More than 3,600 public safety agencies now on FirstNet
October 23, 2018
FirstNet has kept first responders connected through hurricanes Florence and Michael, and more
More than 3,600 public safety agencies across the country have now joined FirstNet. That’s a nearly 50 percent increase in the number of agencies subscribing to the nationwide wireless communications ecosystem in less than 2 months.
That accounts for more than 250,000 connections on FirstNet. And first responders from federal, state, local and tribal public safety agencies are continuing to turn to FirstNet for the communications tools they need – especially during emergencies and large events.
“FirstNet is being purpose-built to favor the important work first responders do. This is challenging and time consuming. It’s also necessary,” said Chris Sambar, senior vice president, AT&T – FirstNet Program. “Much work still needs to be done to make sure FirstNet is a solution that meets the needs of all first responders. But we’re proud of how FirstNet has been delivering for first responders and the communities they serve when help is most needed. And we’re honored to see public safety embrace their network.”
Staying connected during Hurricanes Florence and Michael
Keeping first responders connected during times of crisis is part of the reason FirstNet was created. During Hurricanes Florence and Michael, FirstNet brought in the right assets to help public safety achieve its mission.
“We moved to the FirstNet system a few months before Hurricane Michael hit. And it was a no-brainer,” said Doug Cofty, emergency services director for the city of Colquitt Miller. “Having the communications capabilities FirstNet provides was critical following the storm’s devastation. Gaining that peace of mind around our communications meant we could focus on what mattered most – supporting our community.”
FirstNet is continuing to serve the thousands of first responders and National Guard members who are still actively aiding in Hurricane Michael recovery efforts. Working with public safety, we stationed 2 FirstNet Satellite Cell on Light Trucks (SatCOLTs) at the Harders Base Camp in Panama City, Fla.

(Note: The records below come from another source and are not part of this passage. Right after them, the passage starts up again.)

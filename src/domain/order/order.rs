use chrono::{DateTime, Utc};
use serde::{Deserialize, Serialize};
use uuid::Uuid;

use super::value_objects::{DeliveryMethod, LineItem, OrderStatus, Priority, Station, Urgency};

// ============================================================================
// Order Entity - Board Domain Logic
// ============================================================================

#[derive(Debug, Clone, Serialize, Deserialize)]
pub struct Order {
    // Identity
    pub id: Uuid,
    /// Short display number shown on tickets, e.g. "8901".
    pub number: String,

    // Customer-facing details
    pub customer_name: String,
    pub delivery_method: DeliveryMethod,
    /// Set for dine-in orders.
    pub table_number: Option<String>,
    /// Set for delivery orders.
    pub address: Option<String>,

    // Kitchen routing
    pub station: Station,
    pub priority: Priority,
    pub status: OrderStatus,
    pub estimated_minutes: i64,
    pub items: Vec<LineItem>,

    // Audit trail
    pub created_at: DateTime<Utc>,
    pub last_updated: DateTime<Utc>,
}

impl Order {
    /// Whole minutes elapsed since the order was placed.
    ///
    /// `now` is always supplied by the caller so the derivation stays
    /// referentially transparent; the one-second display tick in the
    /// presentation layer just calls this again with a fresh clock reading.
    pub fn elapsed_minutes(&self, now: DateTime<Utc>) -> i64 {
        (now - self.created_at).num_seconds().div_euclid(60)
    }

    pub fn urgency(&self, now: DateTime<Utc>) -> Urgency {
        Urgency::classify(self.priority, self.elapsed_minutes(now), self.estimated_minutes)
    }

    pub fn completed_items(&self) -> usize {
        self.items.iter().filter(|item| item.completed).count()
    }

    /// Fraction of line items marked done, as a percentage.
    /// An order with no items is 0%, never a division by zero.
    pub fn completion_percentage(&self) -> f64 {
        if self.items.is_empty() {
            return 0.0;
        }
        self.completed_items() as f64 / self.items.len() as f64 * 100.0
    }

}

/// Ticket-style rendering of an elapsed duration: "45m", or "1h 5m" from
/// one hour up.
pub fn format_elapsed(minutes: i64) -> String {
    if minutes < 60 {
        return format!("{}m", minutes);
    }
    format!("{}h {}m", minutes / 60, minutes % 60)
}

// ============================================================================
// Unit Tests
// ============================================================================
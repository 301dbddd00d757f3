use chrono::{DateTime, Utc};
use serde::{Deserialize, Serialize};
use uuid::Uuid;

use crate::domain::order::{BoardCommand, BoardError, Order, OrderStatus, Priority, Station};

pub mod stats;
pub mod view;

pub use stats::{BoardMetrics, ColumnStats};
pub use view::{BoardView, StationCounts};

// ============================================================================
// Order Board - Owned Collection Behind an Explicit Interface
// ============================================================================
//
// The board owns the one order collection. Presentation code never holds a
// mutable reference into it: reads go through views/copies, writes go
// through the three mutation entry points (or `apply` with a BoardCommand).
// All operations are synchronous and run to completion; the periodic
// display tick only affects the `now` the caller passes into derivations.
//
// ============================================================================

/// Note shown when an order is modified after the kitchen started it,
/// dismissable per order.
#[derive(Debug, Clone, Serialize, Deserialize)]
pub struct ModificationAlert {
    pub order_id: Uuid,
    pub number: String,
    pub noted_at: DateTime<Utc>,
}

#[derive(Debug, Default)]
pub struct OrderBoard {
    orders: Vec<Order>,
    alerts: Vec<ModificationAlert>,
}

impl OrderBoard {
    pub fn new(orders: Vec<Order>) -> Self {
        Self {
            orders,
            alerts: Vec::new(),
        }
    }

    pub fn len(&self) -> usize {
        self.orders.len()
    }

    pub fn is_empty(&self) -> bool {
        self.orders.is_empty()
    }

    /// Read-only view of the collection, in insertion order.
    pub fn orders(&self) -> &[Order] {
        &self.orders
    }

    pub fn get(&self, order_id: Uuid) -> Option<&Order> {
        self.orders.iter().find(|order| order.id == order_id)
    }

    // ------------------------------------------------------------------------
    // Mutation entry points
    // ------------------------------------------------------------------------

    /// Overwrite an order's status and bump its last-updated timestamp.
    ///
    /// The overwrite is unconditional: backward transitions are accepted,
    /// matching the board's single-operator usage where every press is an
    /// explicit decision.
    pub fn update_status(
        &mut self,
        order_id: Uuid,
        status: OrderStatus,
        now: DateTime<Utc>,
    ) -> Result<(), BoardError> {
        let order = self.get_mut(order_id)?;
        let previous = order.status;
        order.status = status;
        order.last_updated = now;
        tracing::info!(
            order = %order.number,
            from = ?previous,
            to = ?status,
            "order status updated"
        );
        Ok(())
    }

    pub fn update_priority(
        &mut self,
        order_id: Uuid,
        priority: Priority,
    ) -> Result<(), BoardError> {
        let order = self.get_mut(order_id)?;
        order.priority = priority;
        tracing::info!(order = %order.number, priority = ?priority, "order priority updated");
        Ok(())
    }

    /// Flip one line item's completion flag.
    pub fn toggle_item(&mut self, order_id: Uuid, item_id: Uuid) -> Result<(), BoardError> {
        let order = self.get_mut(order_id)?;
        let number = order.number.clone();
        let item = order
            .items
            .iter_mut()
            .find(|item| item.id == item_id)
            .ok_or(BoardError::ItemNotFound { order_id, item_id })?;
        item.completed = !item.completed;
        tracing::debug!(
            order = %number,
            item = %item.name,
            completed = item.completed,
            "line item toggled"
        );
        Ok(())
    }

    /// Dispatch a command to the matching mutation entry point.
    pub fn apply(&mut self, command: BoardCommand, now: DateTime<Utc>) -> Result<(), BoardError> {
        match command {
            BoardCommand::UpdateStatus { order_id, status } => {
                self.update_status(order_id, status, now)
            }
            BoardCommand::UpdatePriority { order_id, priority } => {
                self.update_priority(order_id, priority)
            }
            BoardCommand::ToggleItem { order_id, item_id } => self.toggle_item(order_id, item_id),
        }
    }

    // ------------------------------------------------------------------------
    // Derived views
    // ------------------------------------------------------------------------

    /// Partition the collection into the four status buckets, optionally
    /// filtered by station. `None` yields the full collection.
    pub fn view(&self, station: Option<Station>) -> BoardView {
        BoardView::partition(&self.orders, station)
    }

    pub fn station_counts(&self) -> StationCounts {
        StationCounts::count(&self.orders)
    }

    pub fn metrics(&self, now: DateTime<Utc>) -> BoardMetrics {
        BoardMetrics::compute(&self.orders, now)
    }

    // ------------------------------------------------------------------------
    // Modification alerts
    // ------------------------------------------------------------------------

    /// Record that an order was changed outside the kitchen's own actions
    /// (e.g. the customer edited it) so the board can surface an alert.
    pub fn record_modification(
        &mut self,
        order_id: Uuid,
        now: DateTime<Utc>,
    ) -> Result<(), BoardError> {
        let number = self
            .get(order_id)
            .ok_or(BoardError::OrderNotFound(order_id))?
            .number
            .clone();
        tracing::warn!(order = %number, "order modified after submission");
        self.alerts.push(ModificationAlert {
            order_id,
            number,
            noted_at: now,
        });
        Ok(())
    }

    pub fn alerts(&self) -> &[ModificationAlert] {
        &self.alerts
    }

    pub fn dismiss_alert(&mut self, order_id: Uuid) {
        self.alerts.retain(|alert| alert.order_id != order_id);
    }

    fn get_mut(&mut self, order_id: Uuid) -> Result<&mut Order, BoardError> {
        self.orders
            .iter_mut()
            .find(|order| order.id == order_id)
            .ok_or(BoardError::OrderNotFound(order_id))
    }
}

// ============================================================================
// Unit Tests
// ============================================================================
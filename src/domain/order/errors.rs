use uuid::Uuid;

// ============================================================================
// Board Errors
// ============================================================================

#[derive(Debug, thiserror::Error)]
pub enum BoardError {
    #[error("Order not found: {0}")]
    OrderNotFound(Uuid),

    #[error("Item {item_id} not found on order {order_id}")]
    ItemNotFound { order_id: Uuid, item_id: Uuid },
}
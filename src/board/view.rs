use serde::Serialize;

use crate::domain::order::{Order, OrderStatus, Station};

// ============================================================================
// Board Views - Status Partition and Station Counts
// ============================================================================

/// The four status buckets the board renders as columns.
///
/// Buckets are disjoint, keep the input collection's order, and together
/// hold exactly the station-filtered input. The view owns copies so the
/// presentation layer never aliases the board's collection.
#[derive(Debug, Clone, Serialize)]
pub struct BoardView {
    pub new: Vec<Order>,
    pub in_progress: Vec<Order>,
    pub ready: Vec<Order>,
    pub completed: Vec<Order>,
}

impl BoardView {
    pub fn partition(orders: &[Order], station: Option<Station>) -> Self {
        let mut view = Self {
            new: Vec::new(),
            in_progress: Vec::new(),
            ready: Vec::new(),
            completed: Vec::new(),
        };

        for order in orders {
            if let Some(station) = station {
                if order.station != station {
                    continue;
                }
            }
            view.bucket_mut(order.status).push(order.clone());
        }

        view
    }

    pub fn bucket(&self, status: OrderStatus) -> &[Order] {
        match status {
            OrderStatus::New => &self.new,
            OrderStatus::InProgress => &self.in_progress,
            OrderStatus::Ready => &self.ready,
            OrderStatus::Completed => &self.completed,
        }
    }

    pub fn total(&self) -> usize {
        OrderStatus::ALL
            .iter()
            .map(|status| self.bucket(*status).len())
            .sum()
    }

    fn bucket_mut(&mut self, status: OrderStatus) -> &mut Vec<Order> {
        match status {
            OrderStatus::New => &mut self.new,
            OrderStatus::InProgress => &mut self.in_progress,
            OrderStatus::Ready => &mut self.ready,
            OrderStatus::Completed => &mut self.completed,
        }
    }
}

/// Per-station order counts for the filter bar, taken over the unfiltered
/// collection.
#[derive(Debug, Clone, Serialize)]
pub struct StationCounts {
    pub all: usize,
    pub grill: usize,
    pub fryer: usize,
    pub salad: usize,
    pub beverages: usize,
}

impl StationCounts {
    pub fn count(orders: &[Order]) -> Self {
        let per_station = |station: Station| {
            orders.iter().filter(|order| order.station == station).count()
        };
        Self {
            all: orders.len(),
            grill: per_station(Station::Grill),
            fryer: per_station(Station::Fryer),
            salad: per_station(Station::Salad),
            beverages: per_station(Station::Beverages),
        }
    }

    pub fn for_station(&self, station: Station) -> usize {
        match station {
            Station::Grill => self.grill,
            Station::Fryer => self.fryer,
            Station::Salad => self.salad,
            Station::Beverages => self.beverages,
        }
    }
}

// ============================================================================
// Unit Tests
// ============================================================================

#[cfg(test)]
mod tests {
    use super::*;
    use crate::domain::order::{DeliveryMethod, LineItem, Priority};
    use chrono::{Duration, Utc};
    use uuid::Uuid;

    fn order(number: &str, station: Station, status: OrderStatus) -> Order {
        let now = Utc::now();
        Order {
            id: Uuid::new_v4(),
            number: number.to_string(),
            customer_name: "Mike Davis".to_string(),
            delivery_method: DeliveryMethod::Delivery,
            table_number: None,
            address: Some("456 Oak Ave".to_string()),
            station,
            priority: Priority::Normal,
            status,
            estimated_minutes: 15,
            items: vec![LineItem::new("Chicken Wings", 12, "Buffalo sauce, extra hot")],
            created_at: now - Duration::minutes(8),
            last_updated: now,
        }
    }

    fn sample_orders() -> Vec<Order> {
        vec![
            order("8901", Station::Grill, OrderStatus::New),
            order("8902", Station::Grill, OrderStatus::InProgress),
            order("8903", Station::Fryer, OrderStatus::Ready),
            order("8904", Station::Salad, OrderStatus::Completed),
            order("8905", Station::Grill, OrderStatus::New),
            order("8906", Station::Beverages, OrderStatus::InProgress),
        ]
    }

    #[test]
    fn test_partition_covers_input_without_overlap() {
        let orders = sample_orders();
        let view = BoardView::partition(&orders, None);

        assert_eq!(view.total(), orders.len());

        // Disjoint: each input id appears exactly once across the buckets.
        let mut seen: Vec<Uuid> = OrderStatus::ALL
            .iter()
            .flat_map(|status| view.bucket(*status).iter().map(|order| order.id))
            .collect();
        seen.sort();
        seen.dedup();
        assert_eq!(seen.len(), orders.len());

        // Each bucket holds only its own status.
        for status in OrderStatus::ALL {
            assert!(view.bucket(status).iter().all(|order| order.status == status));
        }
    }

    #[test]
    fn test_partition_preserves_collection_order() {
        let orders = sample_orders();
        let view = BoardView::partition(&orders, None);
        assert_eq!(view.new[0].number, "8901");
        assert_eq!(view.new[1].number, "8905");
    }

    #[test]
    fn test_station_filter_restricts_buckets() {
        let orders = sample_orders();
        let view = BoardView::partition(&orders, Some(Station::Grill));

        assert_eq!(view.total(), 3);
        for status in OrderStatus::ALL {
            assert!(view
                .bucket(status)
                .iter()
                .all(|order| order.station == Station::Grill));
        }
    }

    #[test]
    fn test_absent_filter_yields_full_collection() {
        let orders = sample_orders();
        assert_eq!(BoardView::partition(&orders, None).total(), orders.len());
    }

    #[test]
    fn test_partition_of_empty_collection() {
        let view = BoardView::partition(&[], Some(Station::Fryer));
        assert_eq!(view.total(), 0);
    }

    #[test]
    fn test_station_counts() {
        let orders = sample_orders();
        let counts = StationCounts::count(&orders);
        assert_eq!(counts.all, 6);
        assert_eq!(counts.grill, 3);
        assert_eq!(counts.fryer, 1);
        assert_eq!(counts.salad, 1);
        assert_eq!(counts.beverages, 1);
        assert_eq!(counts.for_station(Station::Grill), 3);
    }
}
// ============================================================================
// Domain Layer
// ============================================================================

pub mod order;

Providing rural coverage during search and rescues
The Yankton Sioux Tribe Police Department recently conducted a search and rescue mission for a missing person in the area. Being in a rural part of South Dakota, the department requested a FirstNet deployable asset to provide needed coverage for the operation.
“In situations like these, communication is critical, and time is of the essence,” said Yankton Sioux Tribal Police Chief Chris Saunsoci. “Knowing the mission was focused in an area with limited coverage, we requested a FirstNet SatCOLT to boost our connectivity. Communications were in place within hours of our request, helping us carry out our operation.”
Chief Saunsoci served on South Dakota’s Public Safety Communications Council and helped advise the governor’s decision to approve the build out of FirstNet.
“After benefitting from FirstNet in real-life situations, it’s a decision I’m proud to have supported for the South Dakota public safety community,” Chief Saunsoci said.
Monitoring restricted airspace at the 2018 Albuquerque International Balloon Fiesta
In New Mexico, the annual Albuquerque International Balloon Fiesta attracts more than 900,000 visitors every October. More than two dozen first responder agencies are responsible for safety at the event. FirstNet provided devices and technical assistance to help those first responders stay connected.
This year, the Fiesta also employed a drone detection system operated by Aerial Armor to monitor restricted airspace above Balloon Fiesta Park and the surrounding area. And FirstNet provided connectivity to the system to help it maintain peak performance.
“Prior to connecting via FirstNet, we were seeing signal dropouts,” said Brandon Lugo, operations manager at Aerial Armor. “This interrupted our ability to properly monitor the event. We worked with public safety officials at the Fiesta to get connected to FirstNet, allowing our operations to run much smoother. It also enabled us to get the right information – like pictures and text messages – to law enforcement right away.”
According to preliminary numbers, there were 46 drone detections in the restricted airspace during the 9-day event, with 12-15 apprehensions.
“With congestion on the network, we typically don’t have the connectivity we need via a traditional carrier to communicate at the level we need to coordinate with the people working in the Park. FirstNet gave us that,” said Steven Carroll, New Mexico State Police sergeant. “I was able to get real-time pictures and videos of incidents that needed attention from law enforcement. The ability to stop potential issues before they negatively impacted attendees was monumental.”
“Recent events continue to underscore the need for FirstNet,” said Edward Parkinson, CEO, First Responder Network Authority. “We’re still early in the build process, and we’ll continue to work side-by-side with the public safety community to ensure FirstNet lives up to its promises. But to see FirstNet in action and hear how first responders across the country have already benefitted from the service is a remarkable start and a solid testament to why FirstNet was created.”